Even though the diagnosis can be made on DW MRI images, correlation with standard TSE T2-weighted images, 3D thin slice heavily T2-weighted images, and thin slice post-Gd T1-weighted is complementary in the description of the exact extension and invasion in the different structures of the membranous labyrinth.
Differential diagnosis with other lytic lesions in or around the membranous labyrinth can be made based upon the location and aspect of the lesion, its delineation, and the signal intensity on b1000 diffusion-weighted images. Congenital cholesteatoma is the only lesion showing a frank hyperintensity on b1000 diffusion-weighted images. Endolymphatic sac tumor and glomus jugulo-tympanicum have a rather specific predilection site. Endolymphatic sac tumor displays mixed signal intensities on standard MRI sequences with enhancement. Glomus jugulo-tympanicum has, apart from its specific predilection site and strong enhancement with salt and pepper appearance on standard sequences, a characteristic MR angiographic appearance. On unenhanced 3D TOF MR angio, the high signal intensity of the small intralesional vessels can be seen. On CT, it shows a very irregular permeative lytic bone pattern. Metastatic lesions to the temporal bone also have a very irregular lytic aspect compared to the sharply delineated and regular lytic aspect of congenital cholesteatoma. Metastatic lesions also enhance.

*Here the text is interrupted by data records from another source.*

//! Point-in-time listing of a job's nodes.

use std::time::Duration;

use api_types::Node;
use api_types::NodeEventType;
use error_stack::Report;
use k8s_openapi::api::core::v1::Pod;
use tracing::debug;
use tracing::warn;

use crate::error::WatcherError;
use crate::k8s::labels::JobSelector;
use crate::k8s::pod_source::PodSource;
use crate::watcher::translator::pod_to_node;

/// Nodes of a job at one resource version.
#[derive(Debug, Clone, Default)]
pub struct NodeSnapshot {
    /// Ordered by node type, then id.
    pub nodes: Vec<Node>,
    pub resource_version: Option<String>,
}

/// List the nodes of the job selected by `selector`.
///
/// Pods that cannot be translated are skipped with a warning.
///
/// # Errors
///
/// - [`WatcherError::Timeout`] if the listing takes longer than `request_timeout`
/// - any error returned by [`PodSource::list_pods`]; see [`WatcherError::is_retryable`]
pub async fn list_nodes<S>(
    source: &S,
    selector: &JobSelector,
    request_timeout: Duration,
) -> Result<NodeSnapshot, Report<WatcherError>>
where
    S: PodSource + ?Sized,
{
    let list = tokio::time::timeout(request_timeout, source.list_pods(&selector.label_selector()))
        .await
        .map_err(|_| {
            Report::new(WatcherError::Timeout {
                operation: "list pods",
                timeout: request_timeout,
            })
        })??;

    let nodes = nodes_from_pods(&list.pods, selector);
    debug!(
        job = selector.job_name(),
        pods = list.pods.len(),
        nodes = nodes.len(),
        "Built node snapshot"
    );

    Ok(NodeSnapshot {
        nodes,
        resource_version: list.resource_version,
    })
}

/// Translate the pods of one job into nodes ordered by type, then id.
pub fn nodes_from_pods(pods: &[Pod], selector: &JobSelector) -> Vec<Node> {
    let mut nodes: Vec<Node> = pods
        .iter()
        .filter(|pod| {
            pod.metadata
                .labels
                .as_ref()
                .is_some_and(|labels| selector.matches(labels))
        })
        .filter_map(|pod| match pod_to_node(pod, NodeEventType::Added) {
            Ok(node) => Some(node),
            Err(e) => {
                warn!("Skipping pod that cannot be translated: {e:?}");
                None
            }
        })
        .collect();
    nodes.sort_by_key(|node| (node.node_type, node.id));
    nodes
}

#[cfg(test)]
mod tests {
    use api_types::NodeStatus;
    use api_types::NodeType;
    use similar_asserts::assert_eq;
    use test_log::test;

    use super::*;
    use crate::k8s::labels::REPLICA_TYPE_LABEL;
    use crate::k8s::mock::MockPodSource;
    use crate::k8s::mock::TestPod;

    const TIMEOUT: Duration = Duration::from_secs(5);

    fn job_pods() -> Vec<Pod> {
        vec![
            TestPod::new("test", "worker", 2).build(),
            TestPod::new("test", "worker", 0).build(),
            TestPod::new("test", "ps", 1).build(),
            TestPod::new("test", "ps", 0).build(),
            TestPod::new("test", "worker", 1).build(),
        ]
    }

    #[test(tokio::test)]
    async fn snapshot_is_ordered_by_type_then_id() {
        let source = MockPodSource::new();
        source.push_list(job_pods(), "42");
        let selector = JobSelector::new("test").unwrap();

        let snapshot = list_nodes(&source, &selector, TIMEOUT).await.unwrap();

        assert_eq!(snapshot.resource_version.as_deref(), Some("42"));
        let order: Vec<(NodeType, u32)> = snapshot
            .nodes
            .iter()
            .map(|node| (node.node_type, node.id))
            .collect();
        assert_eq!(
            order,
            vec![
                (NodeType::Ps, 0),
                (NodeType::Ps, 1),
                (NodeType::Worker, 0),
                (NodeType::Worker, 1),
                (NodeType::Worker, 2),
            ]
        );
        assert!(snapshot
            .nodes
            .iter()
            .all(|node| node.status == NodeStatus::Running));
    }

    #[test(tokio::test)]
    async fn malformed_pod_is_skipped() {
        let source = MockPodSource::new();
        let mut pods = job_pods();
        pods.push(
            TestPod::new("test", "worker", 9)
                .without_label(REPLICA_TYPE_LABEL)
                .build(),
        );
        source.push_list(pods, "1");
        let selector = JobSelector::new("test").unwrap();

        let snapshot = list_nodes(&source, &selector, TIMEOUT).await.unwrap();
        assert_eq!(snapshot.nodes.len(), 5);
    }

    #[test]
    fn other_jobs_are_ignored() {
        let mut pods = job_pods();
        pods.push(TestPod::new("other", "worker", 0).build());
        let selector = JobSelector::new("test").unwrap();
        assert_eq!(nodes_from_pods(&pods, &selector).len(), 5);
    }

    #[test(tokio::test)]
    async fn list_failure_is_surfaced() {
        let source = MockPodSource::new();
        source.push_list_error(WatcherError::ListFailed {
            message: "connection refused".to_string(),
        });
        let selector = JobSelector::new("test").unwrap();

        let err = list_nodes(&source, &selector, TIMEOUT).await.unwrap_err();
        assert_eq!(err.current_context().is_retryable(), true);
    }

    #[test(tokio::test)]
    async fn hanging_list_times_out() {
        let source = MockPodSource::new();
        source.push_list_hanging();
        let selector = JobSelector::new("test").unwrap();
        let timeout = Duration::from_millis(50);

        let err = list_nodes(&source, &selector, timeout).await.unwrap_err();
        assert_eq!(
            err.current_context(),
            &WatcherError::Timeout {
                operation: "list pods",
                timeout,
            }
        );
        assert_eq!(err.current_context().is_retryable(), true);
        assert_eq!(
            err.current_context().to_string(),
            "list pods timed out after 50ms"
        );
    }
}
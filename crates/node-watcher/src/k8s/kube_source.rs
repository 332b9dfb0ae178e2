//! [`PodSource`] backed by the Kubernetes API server.

use std::path::Path;
use std::time::Duration;

use async_trait::async_trait;
use error_stack::Report;
use error_stack::ResultExt;
use futures::stream;
use futures::StreamExt;
use k8s_openapi::api::core::v1::Pod;
use kube::api::ListParams;
use kube::api::WatchEvent;
use kube::api::WatchParams;
use kube::config::KubeConfigOptions;
use kube::config::Kubeconfig;
use kube::Api;
use kube::Client;
use kube::Config;
use tracing::debug;

use crate::config::KubeArgs;
use crate::error::WatcherError;
use crate::k8s::pod_source::PodEventStream;
use crate::k8s::pod_source::PodList;
use crate::k8s::pod_source::PodSource;
use crate::k8s::pod_source::PodWatchEvent;

/// The API server rejects watch timeouts above this many seconds.
const MAX_WATCH_TIMEOUT_SECS: u32 = 290;

/// HTTP status the API server uses when a resource version is too old.
const GONE: u16 = 410;

pub struct KubePodSource {
    api: Api<Pod>,
    watch_timeout_secs: u32,
}

impl KubePodSource {
    /// Create a pod source over `namespace`, or over all namespaces when `None`.
    ///
    /// `watch_timeout` bounds how long the server keeps a single watch open before
    /// closing it; the watcher then resumes from the last resource version.
    pub fn new(client: Client, namespace: Option<&str>, watch_timeout: Duration) -> Self {
        let api: Api<Pod> = match namespace {
            Some(ns) => Api::namespaced(client, ns),
            None => Api::all(client),
        };
        let watch_timeout_secs = u32::try_from(watch_timeout.as_secs())
            .unwrap_or(MAX_WATCH_TIMEOUT_SECS)
            .clamp(1, MAX_WATCH_TIMEOUT_SECS);

        Self {
            api,
            watch_timeout_secs,
        }
    }
}

impl KubePodSource {
    /// Connect to the cluster named by `args`.
    ///
    /// Uses the kubeconfig file when one is given, otherwise the in-cluster service
    /// account or the local kubeconfig. An empty namespace selects all namespaces.
    ///
    /// # Errors
    ///
    /// - [`WatcherError::ConnectionFailed`] if no usable client configuration is found
    pub async fn connect(
        args: &KubeArgs,
        watch_timeout: Duration,
    ) -> Result<Self, Report<WatcherError>> {
        let config = client_config(args.kubeconfig.as_deref()).await?;
        let cluster_url = config.cluster_url.to_string();
        let client = Client::try_from(config).change_context(WatcherError::ConnectionFailed {
            message: format!("cannot build client for {cluster_url}"),
        })?;

        let namespace = namespace_scope(args.namespace.as_deref());
        debug!(%cluster_url, ?namespace, "Connected to Kubernetes API");
        Ok(Self::new(client, namespace, watch_timeout))
    }
}

async fn client_config(kubeconfig: Option<&Path>) -> Result<Config, Report<WatcherError>> {
    let Some(path) = kubeconfig else {
        return Config::infer()
            .await
            .change_context(WatcherError::ConnectionFailed {
                message: "no in-cluster or local kubeconfig found".to_string(),
            });
    };

    let connection_failed = || WatcherError::ConnectionFailed {
        message: format!("unusable kubeconfig {}", path.display()),
    };
    let kubeconfig = Kubeconfig::read_from(path).change_context_lazy(connection_failed)?;
    Config::from_custom_kubeconfig(kubeconfig, &KubeConfigOptions::default())
        .await
        .change_context_lazy(connection_failed)
}

/// `None` and blank namespaces mean every namespace.
fn namespace_scope(namespace: Option<&str>) -> Option<&str> {
    namespace.map(str::trim).filter(|ns| !ns.is_empty())
}

#[async_trait]
impl PodSource for KubePodSource {
    async fn list_pods(&self, label_selector: &str) -> Result<PodList, Report<WatcherError>> {
        let params = ListParams::default().labels(label_selector);
        let list = self.api.list(&params).await.map_err(|e| {
            kube_error(
                e,
                WatcherError::ListFailed {
                    message: format!("selector {label_selector}"),
                },
            )
        })?;

        debug!(
            count = list.items.len(),
            resource_version = ?list.metadata.resource_version,
            "Listed pods"
        );

        Ok(PodList {
            resource_version: list.metadata.resource_version,
            pods: list.items,
        })
    }

    async fn watch_pods(
        &self,
        label_selector: &str,
        resource_version: &str,
    ) -> Result<PodEventStream, Report<WatcherError>> {
        let params = WatchParams::default()
            .labels(label_selector)
            .timeout(self.watch_timeout_secs);

        let events = match self.api.watch(&params, resource_version).await {
            Ok(events) => events,
            Err(kube::Error::Api(response)) if response.code == GONE => {
                return Ok(stream::iter([Ok(PodWatchEvent::Expired)]).boxed());
            }
            Err(e) => {
                return Err(kube_error(
                    e,
                    WatcherError::WatchFailed {
                        message: format!(
                            "selector {label_selector} from resource version {resource_version}"
                        ),
                    },
                ));
            }
        };

        Ok(events.map(convert_watch_event).boxed())
    }
}

fn convert_watch_event(
    event: Result<WatchEvent<Pod>, kube::Error>,
) -> Result<PodWatchEvent, Report<WatcherError>> {
    match event {
        Ok(WatchEvent::Added(pod)) => Ok(PodWatchEvent::Added(pod)),
        Ok(WatchEvent::Modified(pod)) => Ok(PodWatchEvent::Modified(pod)),
        Ok(WatchEvent::Deleted(pod)) => Ok(PodWatchEvent::Deleted(pod)),
        Ok(WatchEvent::Bookmark(bookmark)) => Ok(PodWatchEvent::Bookmark {
            resource_version: bookmark.metadata.resource_version,
        }),
        Ok(WatchEvent::Error(response)) if response.code == GONE => Ok(PodWatchEvent::Expired),
        Ok(WatchEvent::Error(response)) => Err(Report::new(WatcherError::WatchFailed {
            message: format!(
                "{} ({}): {}",
                response.reason, response.code, response.message
            ),
        })),
        Err(e) => Err(Report::new(WatcherError::WatchFailed {
            message: format!("Watch stream error: {e}"),
        })),
    }
}

/// Map a client error onto an error kind, keeping `fallback` for transport failures.
fn kube_error(error: kube::Error, fallback: WatcherError) -> Report<WatcherError> {
    let context = match &error {
        kube::Error::Api(response) if response.code == 400 => WatcherError::InvalidSelector {
            message: response.message.clone(),
        },
        kube::Error::Api(response) if response.code == 404 => WatcherError::NotFound {
            message: response.message.clone(),
        },
        _ => fallback,
    };
    Report::new(context).attach_printable(format!("Kubernetes API error: {error}"))
}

The facial nerve schwannoma also has a predilection site for the geniculate ganglion, but it follows the course of the facial nerve whereas the congenital schwannoma extends beyond the limits of the facial nerve course. Moreover, the facial nerve schwannoma always enhances. Hemangiomas located in the geniculate ganglion region limit themselves to the region of the geniculate ganglion but also display characteristic calcifications on CT. Moreover, both facial nerve schwannomas and hemangiomas do not display any hyperintense signal on b1000 DW MRI.

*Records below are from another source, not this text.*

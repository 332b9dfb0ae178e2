//! Delivery of node events to the job controller.

use api_types::NodeEvent;
use async_trait::async_trait;
use error_stack::Report;
use tokio::sync::mpsc;

use crate::error::WatcherError;

/// Receives node events one at a time, in the order they are observed.
///
/// The watcher awaits each call before reading further from the watch stream, so a
/// slow consumer applies back-pressure instead of losing events.
#[async_trait]
pub trait NodeEventConsumer: Send {
    /// Handle one event.
    ///
    /// Returning [`WatcherError::ConsumerClosed`] stops the watcher.
    async fn on_event(&mut self, event: NodeEvent) -> Result<(), Report<WatcherError>>;
}

#[async_trait]
impl NodeEventConsumer for mpsc::Sender<NodeEvent> {
    async fn on_event(&mut self, event: NodeEvent) -> Result<(), Report<WatcherError>> {
        self.send(event)
            .await
            .map_err(|_| Report::new(WatcherError::ConsumerClosed))
    }
}

/// Adapts a synchronous callback into a consumer.
pub struct FnConsumer<F>(pub F);

#[async_trait]
impl<F> NodeEventConsumer for FnConsumer<F>
where
    F: FnMut(NodeEvent) + Send,
{
    async fn on_event(&mut self, event: NodeEvent) -> Result<(), Report<WatcherError>> {
        (self.0)(event);
        Ok(())
    }
}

A non-EP DW MRI sequence should definitely be included in the MR evaluation of a middle ear soft tissue lesion and in the evaluation of a lytic lesion in the temporal bone pyramid.
Acquired middle ear cholesteatoma
Introduction
In the past few years, the role of diffusion-weighted MRI in the evaluation of patients with acquired middle ear cholesteatoma has increasingly grown.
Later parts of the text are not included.